Problem requirements:
Below is a listing. Gather each line of it that contains "expected".

Provided data:
BEGIN
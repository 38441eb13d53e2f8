//! View and projection for a look-at camera
//!
//! Left-handed coordinates, `[0, 1]` clip depth. The combined matrix is
//! `projection * view`, ready for [`glam::Mat4::row`]-based plane extraction.

use glam::{Mat4, Vec3};

/// Default vertical field of view (45 degrees)
pub const DEFAULT_FOV: f32 = std::f32::consts::FRAC_PI_4;

/// Perspective projection parameters
#[derive(Debug, Clone, Copy, PartialEq)]
pub struct Projection {
    /// Vertical field of view in radians
    pub fov: f32,
    /// Width over height
    pub aspect: f32,
    pub near: f32,
    pub far: f32,
}

impl Default for Projection {
    fn default() -> Self {
        Self {
            fov: DEFAULT_FOV,
            aspect: 4.0 / 3.0,
            near: 1.0,
            far: 350.0,
        }
    }
}

impl Projection {
    pub fn matrix(&self) -> Mat4 {
        Mat4::perspective_lh(self.fov, self.aspect, self.near, self.far)
    }
}

/// Look-at camera with cached matrices
///
/// # Example
///
/// ```
/// use hovercraft_renderer::camera::{Camera, Projection};
/// use glam::Vec3;
///
/// let mut camera = Camera::new(Projection::default());
/// camera.set_camera(Vec3::new(0.0, 10.0, -30.0), Vec3::ZERO, Vec3::Y);
/// assert_eq!(camera.look_at_point(), Vec3::ZERO);
/// ```
#[derive(Debug, Clone, Copy)]
pub struct Camera {
    position: Vec3,
    look_at: Vec3,
    up: Vec3,
    projection: Projection,
    projection_matrix: Mat4,
    view: Mat4,
    view_proj: Mat4,
}

impl Default for Camera {
    fn default() -> Self {
        Self::new(Projection::default())
    }
}

impl Camera {
    /// Camera at the origin looking down +z
    pub fn new(projection: Projection) -> Self {
        let mut camera = Self {
            position: Vec3::ZERO,
            look_at: Vec3::Z,
            up: Vec3::Y,
            projection,
            projection_matrix: projection.matrix(),
            view: Mat4::IDENTITY,
            view_proj: Mat4::IDENTITY,
        };
        camera.update_view();
        camera
    }

    /// Place the camera and aim it at a point
    ///
    /// # Arguments
    /// * `position` - Eye position
    /// * `look_at` - Point the camera looks at
    /// * `up` - World up hint
    pub fn set_camera(&mut self, position: Vec3, look_at: Vec3, up: Vec3) {
        self.position = position;
        self.look_at = look_at;
        self.up = up;
        self.update_view();
    }

    pub fn set_projection(&mut self, projection: Projection) {
        self.projection = projection;
        self.projection_matrix = projection.matrix();
        self.view_proj = self.projection_matrix * self.view;
    }

    fn update_view(&mut self) {
        self.view = Mat4::look_at_lh(self.position, self.look_at, self.up);
        self.view_proj = self.projection_matrix * self.view;
    }

    pub fn position(&self) -> Vec3 {
        self.position
    }

    pub fn look_at_point(&self) -> Vec3 {
        self.look_at
    }

    pub fn up(&self) -> Vec3 {
        self.up
    }

    pub fn projection(&self) -> &Projection {
        &self.projection
    }

    pub fn projection_matrix(&self) -> Mat4 {
        self.projection_matrix
    }

    pub fn view(&self) -> Mat4 {
        self.view
    }

    pub fn view_proj(&self) -> Mat4 {
        self.view_proj
    }

    /// Unit vector from the eye to the look-at point
    pub fn forward(&self) -> Vec3 {
        (self.look_at - self.position).normalize_or_zero()
    }
}

#[cfg(test)]
mod tests {
    use super::*;

    #[test]
    fn test_camera_look_at() {
        let mut camera = Camera::default();
        camera.set_camera(Vec3::new(0.0, 0.0, -10.0), Vec3::ZERO, Vec3::Y);

        let target = camera.view().transform_point3(Vec3::ZERO);
        assert!(
            (target - Vec3::new(0.0, 0.0, 10.0)).length() < 1e-5,
            "Look-at point should be straight ahead in view space, got {:?}",
            target
        );
        assert_eq!(camera.forward(), Vec3::Z);
    }

    #[test]
    fn test_view_proj_is_projection_times_view() {
        let mut camera = Camera::default();
        camera.set_camera(Vec3::new(3.0, 4.0, 5.0), Vec3::new(10.0, 0.0, 10.0), Vec3::Y);
        let expected = camera.projection_matrix() * camera.view();
        assert_eq!(camera.view_proj(), expected);
    }

    #[test]
    fn test_point_ahead_maps_into_clip_volume() {
        let mut camera = Camera::default();
        camera.set_camera(Vec3::ZERO, Vec3::Z, Vec3::Y);

        let clip = camera.view_proj().project_point3(Vec3::new(0.0, 0.0, 100.0));
        assert!(clip.x.abs() < 1e-5 && clip.y.abs() < 1e-5);
        assert!(clip.z > 0.0 && clip.z < 1.0, "Depth in [0, 1], got {}", clip.z);
    }

    #[test]
    fn test_set_projection_updates_matrices() {
        let mut camera = Camera::default();
        let before = camera.view_proj();
        camera.set_projection(Projection {
            far: 1000.0,
            ..Projection::default()
        });
        assert_ne!(camera.view_proj(), before);
        assert_eq!(camera.projection().far, 1000.0);
    }
}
END
Answer box:
        let expected = camera.projection_matrix() * camera.view();
        assert_eq!(camera.view_proj(), expected);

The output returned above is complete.